Christian Zimmerman, MD. St. Alphonsus Medical Group and SAHS Neuroscience Institute (Boise, Idaho): Endoscopic spine surgery is performed with tubular retractors which reduce the need to cut through soft tissues, effectively minimize blood loss and post-operative discomfort while promoting faster recovery and healing. However, endoscopy may not be appropriate for all spine surgery indications, as complex spinal diagnosis such as scoliosis, spinal instability, trauma or cancer may be better managed with a traditional open or minimally invasive spinal procedure. As the fund of knowledge, comfortability and surgeon experience grow, so will indications and recommendations to patients.
Issada Thongtrangan, MD. Spine Surgeon at Microspine (Scottsdale, Ariz.): I am positive that it will get more adopted by surgeons and patients. Patients are far more educated than ever before, especially through direct consumer social media platforms. The parties that will be against it are the payers, despite overwhelming evidence such as the level-one studies showing the safety and efficacy of endoscopic spine surgery in many aspects of spinal disorders, including endoscopically-assisted fusion or full endoscopic fusion. There will be more development on how to incorporate this technology with navigation, robotics, AI, etc. I also think there will be evolving techniques where we can correct the segmental deformity or achieve sagittal balance by releasing all or even osteotomy using a combination of Navigation and endoscopic technology. Surgeons' education and training are essential as well as direct consumer education to patients.

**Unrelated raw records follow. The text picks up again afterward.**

#![warn(clippy::all, clippy::pedantic)]
#![allow(
    // Board coordinates are small and validated before casting
    clippy::cast_possible_truncation,
    clippy::cast_sign_loss
)]

use ratatui::{
    prelude::*,
    widgets::{Block, Borders, Clear, Paragraph, Wrap},
};

use crate::app::Hud;
use crate::components::{CellColor, Piece};
use crate::game::{PREVIEW_OFFSET, PREVIEW_SIZE};
use crate::systems::Snapshot;

// Each cell is 2 characters wide and 1 tall so blocks look roughly square
const CELL_WIDTH: u16 = 2;
const INFO_WIDTH: u16 = 22;

/// Terminal size needed for a board of the given dimensions, borders and
/// side panel included.
#[must_use]
pub fn required_size(board_width: usize, board_height: usize) -> (u16, u16) {
    let (board_cols, board_rows) = board_area_size(board_width, board_height);
    (
        board_cols.saturating_add(INFO_WIDTH),
        board_rows.saturating_add(2),
    )
}

// Bordered board size; saturates so oversized boards just never fit
fn board_area_size(board_width: usize, board_height: usize) -> (u16, u16) {
    let cols = u16::try_from(board_width)
        .unwrap_or(u16::MAX)
        .saturating_mul(CELL_WIDTH)
        .saturating_add(2);
    let rows = u16::try_from(board_height)
        .unwrap_or(u16::MAX)
        .saturating_add(2);
    (cols, rows)
}

pub fn render(f: &mut Frame, snapshot: &Snapshot, hud: &Hud) {
    let (min_width, min_height) = required_size(snapshot.board.width, snapshot.board.height);

    // Check if the terminal is too small to render the game properly
    if f.area().width < min_width || f.area().height < min_height {
        let warning_text = Paragraph::new(format!(
            "Terminal too small!\nNeed {min_width}x{min_height}, have {}x{}.",
            f.area().width,
            f.area().height
        ))
        .alignment(Alignment::Center)
        .wrap(Wrap { trim: true })
        .block(Block::default().borders(Borders::ALL).title("Blockfall"));

        let warning_area = centered_rect(60, 40, f.area());
        f.render_widget(warning_text, warning_area);
        return;
    }

    let (board_cols, board_rows) = board_area_size(snapshot.board.width, snapshot.board.height);

    let main_layout = Layout::default()
        .direction(Direction::Horizontal)
        .constraints([Constraint::Length(board_cols), Constraint::Min(INFO_WIDTH)])
        .split(f.area());

    let game_layout = Layout::default()
        .direction(Direction::Vertical)
        .constraints([
            Constraint::Length(2),          // Title
            Constraint::Length(board_rows), // Game board
            Constraint::Min(0),
        ])
        .split(main_layout[0]);

    let info_layout = Layout::default()
        .direction(Direction::Vertical)
        .constraints([
            Constraint::Length(2),                       // Title
            Constraint::Length(2),                       // Score
            Constraint::Length(PREVIEW_SIZE as u16 + 2), // Next piece
            Constraint::Min(6),                          // Controls
        ])
        .split(main_layout[1]);

    let title = Paragraph::new("BLOCKFALL")
        .alignment(Alignment::Center)
        .block(Block::default().borders(Borders::BOTTOM));
    f.render_widget(title, game_layout[0]);

    render_board(f, snapshot, game_layout[1]);

    let info_title = Paragraph::new("INFO")
        .alignment(Alignment::Center)
        .block(Block::default().borders(Borders::BOTTOM));
    f.render_widget(info_title, info_layout[0]);

    render_score(f, hud, info_layout[1]);
    render_next_piece(f, &snapshot.next, info_layout[2]);

    let controls = Paragraph::new(
        "Controls:\n\
        ←/→: Move left/right\n\
        ↓: Soft drop\n\
        ↑: Rotate\n\
        Space: Hard drop\n\
        Q: Quit\n\
        ",
    )
    .block(Block::default().borders(Borders::TOP))
    .wrap(Wrap { trim: true });
    f.render_widget(controls, info_layout[3]);

    if let Some(final_score) = hud.game_over_notice {
        render_game_over(f, final_score, game_layout[1]);
    }
}

/// The score display.
pub fn render_score(f: &mut Frame, hud: &Hud, area: Rect) {
    let score = Paragraph::new(format!("Score: {}", hud.score))
        .style(Style::default().add_modifier(Modifier::BOLD));
    f.render_widget(score, area);
}

fn render_board(f: &mut Frame, snapshot: &Snapshot, area: Rect) {
    let block = Block::default().borders(Borders::ALL);
    let inner_area = block.inner(area);
    f.render_widget(block, area);

    for (y, row) in snapshot.board.rows().enumerate() {
        for (x, cell) in row.iter().enumerate() {
            if let Some(color) = cell {
                draw_cell(f.buffer_mut(), inner_area, x as u16, y as u16, *color);
            }
        }
    }

    if let Some((piece, position)) = &snapshot.current {
        for (dx, dy) in piece.shape.occupied_cells() {
            let x = position.x + dx as i32;
            let y = position.y + dy as i32;
            if x >= 0 && y >= 0 {
                draw_cell(f.buffer_mut(), inner_area, x as u16, y as u16, piece.color);
            }
        }
    }
}

/// Next-piece preview: a 4x4 area with the piece one cell in from the corner.
pub fn render_next_piece(f: &mut Frame, piece: &Piece, area: Rect) {
    let block = Block::default().borders(Borders::ALL).title("Next");
    let preview_area = Rect {
        x: area.x,
        y: area.y,
        width: (PREVIEW_SIZE as u16 * CELL_WIDTH + 2).min(area.width),
        height: (PREVIEW_SIZE as u16 + 2).min(area.height),
    };
    let inner_area = block.inner(preview_area);
    f.render_widget(block, preview_area);

    for (dx, dy) in piece.shape.occupied_cells() {
        draw_cell(
            f.buffer_mut(),
            inner_area,
            (dx + PREVIEW_OFFSET) as u16,
            (dy + PREVIEW_OFFSET) as u16,
            piece.color,
        );
    }
}

fn render_game_over(f: &mut Frame, final_score: u32, board_area: Rect) {
    let popup_area = centered_rect(90, 30, board_area);
    let popup = Paragraph::new(format!(
        "Game Over!\nScore: {final_score}\n\nEnter to play again"
    ))
    .alignment(Alignment::Center)
    .style(Style::default().fg(Color::Red).add_modifier(Modifier::BOLD))
    .block(Block::default().borders(Borders::ALL));

    f.render_widget(Clear, popup_area);
    f.render_widget(popup, popup_area);
}

// Cells outside `area` are skipped
fn draw_cell(buf: &mut Buffer, area: Rect, x: u16, y: u16, color: CellColor) {
    let block_x = area.left() + x * CELL_WIDTH;
    let block_y = area.top() + y;
    if block_y >= area.bottom() {
        return;
    }

    for offset in 0..CELL_WIDTH {
        let cell_x = block_x + offset;
        if cell_x >= area.right() {
            break;
        }
        if let Some(cell) = buf.cell_mut((cell_x, block_y)) {
            cell.set_symbol("█");
            cell.set_fg(color.to_color());
            cell.set_bg(Color::Black);
        }
    }
}

/// Helper function to create a centered rect using up certain percentage of the available rect
#[must_use]
pub fn centered_rect(percent_x: u16, percent_y: u16, r: Rect) -> Rect {
    let popup_layout = Layout::default()
        .direction(Direction::Vertical)
        .constraints([
            Constraint::Percentage((100 - percent_y) / 2),
            Constraint::Percentage(percent_y),
            Constraint::Percentage((100 - percent_y) / 2),
        ])
        .split(r);

    Layout::default()
        .direction(Direction::Horizontal)
        .constraints([
            Constraint::Percentage((100 - percent_x) / 2),
            Constraint::Percentage(percent_x),
            Constraint::Percentage((100 - percent_x) / 2),
        ])
        .split(popup_layout[1])[1]
}
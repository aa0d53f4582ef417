#![warn(clippy::all, clippy::pedantic)]

#[cfg(test)]
mod tests {
    use crate::config::loader::{ConfigError, load_config_from_path, save_config_to_path};
    use crate::config::{Config, HardDropLock};
    use std::fs;
    use std::path::PathBuf;
    use tempfile::tempdir;

    // Helper function to create a test config path
    fn create_test_config_path() -> (tempfile::TempDir, PathBuf) {
        let temp_dir = tempdir().expect("Failed to create temp directory");
        let config_path = temp_dir.path().join("test_config.toml");
        (temp_dir, config_path)
    }

    #[test]
    fn test_load_nonexistent_config() {
        let (_temp_dir, config_path) = create_test_config_path();
        assert!(!config_path.exists());

        // Loading a non-existent config should create a default one
        let config = load_config_from_path(&config_path).expect("Failed to load default config");

        assert!(config_path.exists(), "Config file should have been created");
        assert_eq!(config, Config::default());

        // The written file reads back as the same defaults
        let reloaded = load_config_from_path(&config_path).expect("Failed to reload config");
        assert_eq!(reloaded, config);
    }

    #[test]
    fn test_save_creates_parent_directories() {
        let temp_dir = tempdir().expect("Failed to create temp directory");
        let config_path = temp_dir.path().join("nested").join("dir").join("config.toml");

        save_config_to_path(&Config::default(), &config_path).expect("Failed to save config");
        assert!(config_path.exists());
    }

    #[test]
    fn test_save_and_load_config() {
        let (_temp_dir, config_path) = create_test_config_path();

        let mut config = Config::default();
        config.board.width = 10;
        config.timing.initial_drop_interval_ms = 800;
        config.scoring.points_per_line = 40;
        config.gameplay.hard_drop_lock = HardDropLock::Immediate;
        config.gameplay.seed = Some(42);

        save_config_to_path(&config, &config_path).expect("Failed to save config");
        let loaded_config = load_config_from_path(&config_path).expect("Failed to load config");

        assert_eq!(loaded_config, config);
    }

    #[test]
    fn test_partial_config_uses_defaults() {
        let (_temp_dir, config_path) = create_test_config_path();
        fs::write(
            &config_path,
            "[board]\nheight = 24\n\n[gameplay]\nhard_drop_lock = \"immediate\"\n",
        )
        .expect("Failed to write config");

        let config = load_config_from_path(&config_path).expect("Failed to load config");

        assert_eq!(config.board.height, 24);
        assert_eq!(config.board.width, 15);
        assert_eq!(config.timing, Config::default().timing);
        assert_eq!(config.gameplay.hard_drop_lock, HardDropLock::Immediate);
        assert_eq!(config.gameplay.seed, None);
    }

    #[test]
    fn test_invalid_config_parsing() {
        let (_temp_dir, config_path) = create_test_config_path();
        fs::write(&config_path, "this is not valid TOML").expect("Failed to write invalid config");

        let result = load_config_from_path(&config_path);
        assert!(matches!(result, Err(ConfigError::Parse(_))));
    }

    #[test]
    fn test_unknown_hard_drop_mode_rejected() {
        let (_temp_dir, config_path) = create_test_config_path();
        fs::write(&config_path, "[gameplay]\nhard_drop_lock = \"sometimes\"\n")
            .expect("Failed to write config");

        let result = load_config_from_path(&config_path);
        assert!(matches!(result, Err(ConfigError::Parse(_))));
    }

    #[test]
    fn test_out_of_range_values_rejected() {
        let (_temp_dir, config_path) = create_test_config_path();
        fs::write(&config_path, "[board]\nwidth = 3\n").expect("Failed to write config");

        let result = load_config_from_path(&config_path);
        match result {
            Err(ConfigError::Invalid(reason)) => assert!(reason.contains("3x20")),
            other => panic!("expected an invalid config error, got {other:?}"),
        }
    }

    #[test]
    fn test_error_display() {
        let err = ConfigError::Invalid("board too small".to_string());
        assert_eq!(err.to_string(), "invalid config: board too small");

        let io_err = ConfigError::from(std::io::Error::new(
            std::io::ErrorKind::NotFound,
            "missing",
        ));
        assert!(io_err.to_string().starts_with("config I/O error"));
        assert!(std::error::Error::source(&io_err).is_some());
    }
}
#![warn(clippy::all, clippy::pedantic)]

use std::fmt;
use std::fs;
use std::io;
use std::path::{Path, PathBuf};

use log::{debug, info};

use super::Config;

// Fallback config file path when no platform config directory exists
const CONFIG_FILE_PATH: &str = "config/blockfall.toml";

// Environment variable that overrides the config file location
pub const CONFIG_ENV_VAR: &str = "BLOCKFALL_CONFIG";

// Load the configuration from the resolved config path
pub fn load_config_from_file() -> Result<Config, ConfigError> {
    load_config_from_path(&get_config_file_path())
}

/// Loads and validates the config at `config_path`. A missing file is
/// created with default values and those defaults are returned.
pub fn load_config_from_path(config_path: &Path) -> Result<Config, ConfigError> {
    if !config_path.exists() {
        info!(
            "No config at {}, writing defaults",
            config_path.display()
        );
        let default_config = Config::default();
        save_config_to_path(&default_config, config_path)?;
        return Ok(default_config);
    }

    let contents = fs::read_to_string(config_path)?;
    let config: Config = toml::from_str(&contents)?;
    config.validate()?;

    debug!("Loaded config from {}: {config:?}", config_path.display());
    Ok(config)
}

pub fn save_config_to_path(config: &Config, config_path: &Path) -> Result<(), ConfigError> {
    // Create parent directory if it doesn't exist
    if let Some(parent) = config_path.parent() {
        if !parent.as_os_str().is_empty() && !parent.exists() {
            fs::create_dir_all(parent)?;
        }
    }

    let toml_string = toml::to_string_pretty(config)?;
    fs::write(config_path, toml_string)?;

    Ok(())
}

// Get the path to the config file
#[must_use]
pub fn get_config_file_path() -> PathBuf {
    // Check for environment variable override
    if let Ok(path) = std::env::var(CONFIG_ENV_VAR) {
        return PathBuf::from(path);
    }

    // Otherwise use default path in user's config directory
    if let Some(config_dir) = dirs::config_dir() {
        config_dir.join("blockfall").join("config.toml")
    } else {
        // Fallback to local directory
        PathBuf::from(CONFIG_FILE_PATH)
    }
}

// Custom error type for configuration operations
#[derive(Debug)]
pub enum ConfigError {
    Io(io::Error),
    Parse(toml::de::Error),
    Serialize(toml::ser::Error),
    Invalid(String),
}

impl fmt::Display for ConfigError {
    fn fmt(&self, f: &mut fmt::Formatter<'_>) -> fmt::Result {
        match self {
            ConfigError::Io(err) => write!(f, "config I/O error: {err}"),
            ConfigError::Parse(err) => write!(f, "config parse error: {err}"),
            ConfigError::Serialize(err) => write!(f, "config serialize error: {err}"),
            ConfigError::Invalid(reason) => write!(f, "invalid config: {reason}"),
        }
    }
}

impl std::error::Error for ConfigError {
    fn source(&self) -> Option<&(dyn std::error::Error + 'static)> {
        match self {
            ConfigError::Io(err) => Some(err),
            ConfigError::Parse(err) => Some(err),
            ConfigError::Serialize(err) => Some(err),
            ConfigError::Invalid(_) => None,
        }
    }
}

impl From<io::Error> for ConfigError {
    fn from(err: io::Error) -> Self {
        ConfigError::Io(err)
    }
}

impl From<toml::de::Error> for ConfigError {
    fn from(err: toml::de::Error) -> Self {
        ConfigError::Parse(err)
    }
}

impl From<toml::ser::Error> for ConfigError {
    fn from(err: toml::ser::Error) -> Self {
        ConfigError::Serialize(err)
    }
}
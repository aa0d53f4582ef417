#![warn(clippy::all, clippy::pedantic)]
#![allow(
    // Allow truncation when casting from usize to i32 since board dimensions are always small enough to fit in i32
    clippy::cast_possible_truncation,
    // Allow sign loss when going from signed to unsigned types since we validate values are non-negative before casting
    clippy::cast_sign_loss,
    // Allow potential wrapping when casting between types of same size as we validate values are in range
    clippy::cast_possible_wrap
)]

use bevy_ecs::prelude::*;
use std::collections::VecDeque;
use std::fmt;
use std::time::Duration;

use crate::config::{Config, HardDropLock};

#[derive(Debug, Clone, Copy, PartialEq, Eq, Hash)]
pub enum PieceKind {
    I,
    T,
    L,
    J,
    O,
    S,
    Z,
}

impl PieceKind {
    pub const ALL: [Self; 7] = [
        PieceKind::I,
        PieceKind::T,
        PieceKind::L,
        PieceKind::J,
        PieceKind::O,
        PieceKind::S,
        PieceKind::Z,
    ];

    /// Spawn orientation, 1 = occupied.
    #[must_use]
    pub fn template(self) -> &'static [&'static [u8]] {
        match self {
            PieceKind::I => &[&[1, 1, 1, 1]],
            PieceKind::T => &[&[1, 1, 1], &[0, 1, 0]],
            PieceKind::L => &[&[1, 1, 1], &[1, 0, 0]],
            PieceKind::J => &[&[1, 1, 1], &[0, 0, 1]],
            PieceKind::O => &[&[1, 1], &[1, 1]],
            PieceKind::S => &[&[1, 1, 0], &[0, 1, 1]],
            PieceKind::Z => &[&[0, 1, 1], &[1, 1, 0]],
        }
    }

    #[must_use]
    pub fn color(self) -> CellColor {
        match self {
            PieceKind::I => CellColor(0x00_f0_f0),
            PieceKind::T => CellColor(0xf0_f0_00),
            PieceKind::L => CellColor(0xf0_00_f0),
            PieceKind::J => CellColor(0xf0_a0_00),
            PieceKind::O => CellColor(0x00_00_f0),
            PieceKind::S => CellColor(0x00_f0_00),
            PieceKind::Z => CellColor(0xf0_00_00),
        }
    }
}

/// 24-bit RGB colour stored in locked board cells.
#[derive(Debug, Clone, Copy, PartialEq, Eq, Hash)]
pub struct CellColor(pub u32);

impl CellColor {
    #[must_use]
    pub fn rgb(self) -> (u8, u8, u8) {
        let [_, r, g, b] = self.0.to_be_bytes();
        (r, g, b)
    }

    #[must_use]
    pub fn to_color(self) -> ratatui::style::Color {
        let (r, g, b) = self.rgb();
        ratatui::style::Color::Rgb(r, g, b)
    }
}

/// `None` is an empty cell.
pub type Cell = Option<CellColor>;

/// Rectangular occupancy matrix. Never mutated after construction.
#[derive(Debug, Clone, PartialEq, Eq)]
pub struct Shape {
    cells: Vec<Vec<bool>>,
}

impl Shape {
    #[must_use]
    pub fn from_template(template: &[&[u8]]) -> Self {
        Self {
            cells: template
                .iter()
                .map(|row| row.iter().map(|&v| v != 0).collect())
                .collect(),
        }
    }

    #[must_use]
    pub fn rows(&self) -> usize {
        self.cells.len()
    }

    #[must_use]
    pub fn cols(&self) -> usize {
        self.cells.first().map_or(0, Vec::len)
    }

    #[must_use]
    pub fn is_filled(&self, row: usize, col: usize) -> bool {
        self.cells
            .get(row)
            .and_then(|r| r.get(col))
            .copied()
            .unwrap_or(false)
    }

    /// Occupied cells as `(dx, dy)` offsets from the shape origin.
    pub fn occupied_cells(&self) -> impl Iterator<Item = (usize, usize)> + '_ {
        self.cells.iter().enumerate().flat_map(|(dy, row)| {
            row.iter()
                .enumerate()
                .filter(|(_, filled)| **filled)
                .map(move |(dx, _)| (dx, dy))
        })
    }

    /// Clockwise quarter turn: transpose, then reverse each resulting row,
    /// so `new[i][j] == old[rows - 1 - j][i]`.
    #[must_use]
    pub fn rotated_clockwise(&self) -> Self {
        let rows = self.rows();
        let cells = (0..self.cols())
            .map(|i| (0..rows).map(|j| self.cells[rows - 1 - j][i]).collect())
            .collect();
        Self { cells }
    }
}

#[derive(Component, Debug, Clone, PartialEq, Eq)]
pub struct Piece {
    pub kind: PieceKind,
    pub shape: Shape,
    pub color: CellColor,
}

impl Piece {
    #[must_use]
    pub fn new(kind: PieceKind) -> Self {
        Self {
            kind,
            shape: Shape::from_template(kind.template()),
            color: kind.color(),
        }
    }

    /// Same piece turned a quarter clockwise. Placement is not checked here.
    #[must_use]
    pub fn rotated(&self) -> Self {
        Self {
            kind: self.kind,
            shape: self.shape.rotated_clockwise(),
            color: self.color,
        }
    }
}

#[derive(Component, Debug, Clone, Copy, PartialEq, Eq)]
pub struct Position {
    pub x: i32,
    pub y: i32,
}

impl Position {
    #[must_use]
    pub fn offset(self, dx: i32, dy: i32) -> Self {
        Self {
            x: self.x + dx,
            y: self.y + dy,
        }
    }
}

// Marks the single falling piece entity
#[derive(Component, Debug, Clone, Copy, Default)]
pub struct ActivePiece;

#[derive(Debug, Clone, Copy, PartialEq, Eq)]
pub enum BoardError {
    OutOfRange { x: i32, y: i32 },
}

impl fmt::Display for BoardError {
    fn fmt(&self, f: &mut fmt::Formatter<'_>) -> fmt::Result {
        match self {
            BoardError::OutOfRange { x, y } => write!(f, "cell ({x}, {y}) is outside the board"),
        }
    }
}

impl std::error::Error for BoardError {}

/// Locked cells, `rows[y][x]` with row 0 at the top.
#[derive(Resource, Debug, Clone, PartialEq, Eq)]
pub struct Board {
    pub width: usize,
    pub height: usize,
    rows: Vec<Vec<Cell>>,
}

impl Board {
    #[must_use]
    pub fn new(width: usize, height: usize) -> Self {
        Self {
            width,
            height,
            rows: vec![vec![None; width]; height],
        }
    }

    #[must_use]
    pub fn in_bounds(&self, x: i32, y: i32) -> bool {
        x >= 0 && y >= 0 && (x as usize) < self.width && (y as usize) < self.height
    }

    pub fn is_occupied(&self, x: i32, y: i32) -> Result<bool, BoardError> {
        if !self.in_bounds(x, y) {
            return Err(BoardError::OutOfRange { x, y });
        }
        Ok(self.rows[y as usize][x as usize].is_some())
    }

    #[must_use]
    pub fn cell(&self, x: usize, y: usize) -> Option<Cell> {
        self.rows.get(y).and_then(|row| row.get(x)).copied()
    }

    pub fn set_cell(&mut self, x: i32, y: i32, color: CellColor) -> Result<(), BoardError> {
        if !self.in_bounds(x, y) {
            return Err(BoardError::OutOfRange { x, y });
        }
        self.rows[y as usize][x as usize] = Some(color);
        Ok(())
    }

    /// Removes row `y`, leaving the board one row short until
    /// [`Board::insert_empty_row_at_top`] restores it.
    pub fn remove_row(&mut self, y: usize) -> Option<Vec<Cell>> {
        (y < self.rows.len()).then(|| self.rows.remove(y))
    }

    pub fn insert_empty_row_at_top(&mut self) {
        self.rows.insert(0, vec![None; self.width]);
    }

    #[must_use]
    pub fn is_row_full(&self, y: usize) -> bool {
        self.rows
            .get(y)
            .is_some_and(|row| row.iter().all(Option::is_some))
    }

    #[must_use]
    pub fn is_empty(&self) -> bool {
        self.rows.iter().all(|row| row.iter().all(Option::is_none))
    }

    pub fn rows(&self) -> impl Iterator<Item = &[Cell]> {
        self.rows.iter().map(Vec::as_slice)
    }

    /// True iff every occupied cell of `piece` at `position` lands inside the
    /// board on an empty cell. Empty shape cells are unconstrained.
    #[must_use]
    pub fn is_valid_position(&self, position: Position, piece: &Piece) -> bool {
        piece.shape.occupied_cells().all(|(dx, dy)| {
            let x = position.x + dx as i32;
            let y = position.y + dy as i32;
            matches!(self.is_occupied(x, y), Ok(false))
        })
    }

    /// Centred horizontally with floor division, top row.
    #[must_use]
    pub fn spawn_position(&self, piece: &Piece) -> Position {
        Position {
            x: (self.width / 2) as i32 - (piece.shape.cols() / 2) as i32,
            y: 0,
        }
    }

    /// Writes the piece's colour into every cell it occupies.
    pub fn merge_piece(&mut self, position: Position, piece: &Piece) -> Result<(), BoardError> {
        for (dx, dy) in piece.shape.occupied_cells() {
            self.set_cell(position.x + dx as i32, position.y + dy as i32, piece.color)?;
        }
        Ok(())
    }

    /// Removes full rows scanning bottom to top. Each removal drops everything
    /// above by one row, so the same index is examined again.
    pub fn clear_full_rows(&mut self) -> usize {
        let mut cleared = 0;
        let mut y = self.height;

        while y > 0 {
            let row = y - 1;
            if self.is_row_full(row) {
                self.remove_row(row);
                self.insert_empty_row_at_top();
                cleared += 1;
            } else {
                y -= 1;
            }
        }

        cleared
    }
}

/// Gameplay rules resolved from [`Config`].
#[derive(Resource, Debug, Clone, PartialEq, Eq)]
pub struct Rules {
    pub board_width: usize,
    pub board_height: usize,
    pub initial_drop_interval: Duration,
    pub min_drop_interval: Duration,
    pub drop_interval_step: Duration,
    pub points_per_line: u32,
    pub hard_drop_lock: HardDropLock,
}

impl From<&Config> for Rules {
    fn from(config: &Config) -> Self {
        Self {
            board_width: config.board.width,
            board_height: config.board.height,
            initial_drop_interval: Duration::from_millis(config.timing.initial_drop_interval_ms),
            min_drop_interval: Duration::from_millis(config.timing.min_drop_interval_ms),
            drop_interval_step: Duration::from_millis(config.timing.drop_interval_step_ms),
            points_per_line: config.scoring.points_per_line,
            hard_drop_lock: config.gameplay.hard_drop_lock,
        }
    }
}

impl Default for Rules {
    fn default() -> Self {
        Self::from(&Config::default())
    }
}

#[derive(Debug, Clone, Copy, PartialEq, Eq)]
pub enum GamePhase {
    Spawning,
    Falling,
    Locking,
    LineClearing,
    GameOver,
}

/// Run flag for the automatic-descent loop. Only one loop exists, so
/// starting or halting twice is a no-op.
#[derive(Debug, Clone, Copy, Default, PartialEq, Eq)]
pub struct TickLoop {
    running: bool,
}

impl TickLoop {
    /// Returns true if the loop was not already running.
    pub fn start(&mut self) -> bool {
        !std::mem::replace(&mut self.running, true)
    }

    /// Returns true if the loop was running.
    pub fn halt(&mut self) -> bool {
        std::mem::replace(&mut self.running, false)
    }

    #[must_use]
    pub fn is_running(self) -> bool {
        self.running
    }
}

#[derive(Resource, Debug, Clone)]
pub struct GameState {
    pub score: u32,
    pub drop_interval: Duration,
    pub last_drop: Duration,
    pub next_piece: Piece,
    pub phase: GamePhase,
    pub tick_loop: TickLoop,
    pub session: u64,
    pub lines_cleared: u32,
    game_over_reported: bool,
}

impl GameState {
    #[must_use]
    pub fn new(next_piece: Piece, rules: &Rules, now: Duration, session: u64) -> Self {
        Self {
            score: 0,
            drop_interval: rules.initial_drop_interval,
            last_drop: now,
            next_piece,
            phase: GamePhase::Spawning,
            tick_loop: TickLoop::default(),
            session,
            lines_cleared: 0,
            game_over_reported: false,
        }
    }

    /// Strictly more than one interval since the last automatic drop.
    #[must_use]
    pub fn drop_due(&self, now: Duration) -> bool {
        now.saturating_sub(self.last_drop) > self.drop_interval
    }

    /// Flat points per line and one interval step per line, applied once per
    /// lock. Returns true when the score changed.
    pub fn apply_line_clear(&mut self, cleared: usize, rules: &Rules) -> bool {
        if cleared == 0 {
            return false;
        }

        let lines = u32::try_from(cleared).unwrap_or(u32::MAX);
        self.score = self
            .score
            .saturating_add(lines.saturating_mul(rules.points_per_line));
        self.lines_cleared = self.lines_cleared.saturating_add(lines);
        self.drop_interval = self
            .drop_interval
            .saturating_sub(rules.drop_interval_step.saturating_mul(lines))
            .max(rules.min_drop_interval);
        true
    }

    /// Marks the session's game over as reported. Returns false if it already was.
    pub fn report_game_over(&mut self) -> bool {
        !std::mem::replace(&mut self.game_over_reported, true)
    }
}

/// Where new pieces come from. `Random` draws uniformly and independently
/// over all seven kinds; `Sequence` cycles through a fixed list.
#[derive(Resource, Debug, Clone)]
pub enum PieceSource {
    Random(fastrand::Rng),
    Sequence { kinds: Vec<PieceKind>, cursor: usize },
}

impl PieceSource {
    #[must_use]
    pub fn random() -> Self {
        PieceSource::Random(fastrand::Rng::new())
    }

    #[must_use]
    pub fn seeded(seed: u64) -> Self {
        PieceSource::Random(fastrand::Rng::with_seed(seed))
    }

    #[must_use]
    pub fn sequence(kinds: Vec<PieceKind>) -> Self {
        let kinds = if kinds.is_empty() {
            PieceKind::ALL.to_vec()
        } else {
            kinds
        };
        PieceSource::Sequence { kinds, cursor: 0 }
    }

    pub fn next_kind(&mut self) -> PieceKind {
        match self {
            PieceSource::Random(rng) => PieceKind::ALL[rng.usize(..PieceKind::ALL.len())],
            PieceSource::Sequence { kinds, cursor } => {
                let kind = kinds[*cursor % kinds.len()];
                *cursor = (*cursor + 1) % kinds.len();
                kind
            }
        }
    }

    pub fn next_piece(&mut self) -> Piece {
        Piece::new(self.next_kind())
    }
}

impl Default for PieceSource {
    fn default() -> Self {
        Self::random()
    }
}

#[derive(Debug, Clone, Copy, PartialEq, Eq)]
pub enum Command {
    MoveLeft,
    MoveRight,
    SoftDrop,
    Rotate,
    HardDrop,
}

// Commands received since the last input pass
#[derive(Resource, Debug, Clone, Default)]
pub struct Input {
    pending: VecDeque<Command>,
}

impl Input {
    pub fn push(&mut self, command: Command) {
        self.pending.push_back(command);
    }

    pub fn drain(&mut self) -> impl Iterator<Item = Command> + '_ {
        self.pending.drain(..)
    }

    #[must_use]
    pub fn is_empty(&self) -> bool {
        self.pending.is_empty()
    }
}

/// Notifications for the outside world: score display and end-of-game notice.
#[derive(Event, Debug, Clone, Copy, PartialEq, Eq)]
pub enum GameEvent {
    SessionStarted { session: u64 },
    ScoreChanged { score: u32 },
    GameOver { final_score: u32, session: u64 },
}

Brian Fiani, DO. Weill Cornell Medicine/NewYork-Presbyterian Hospital (New York City): Endoscopic spine surgery will likely evolve to have more customized instruments and increased competition from medical device companies to supply the most user-friendly equipment. Additional advancements over the next decade will include 3D navigational components for endoscopic procedures and robotic-assistance in unison with the current technologies. An integrated approach to technology is the wave of the future with endoscopic spine procedures. Such developments will provide a more seamless workflow during surgery.
Harel Deutsch, MD. Midwest Orthopaedics at Rush (Chicago): Endoscopic surgery has been around for a long time and hasn't progressed because current uses are not validated. To progress, there has to be a revolutionary change.
Chester Donnally, MD. Texas Spine Consultants (Addison): Hopefully more literature will come out for the cervical spine, and this can be an alternative to ACDFs in certain cases.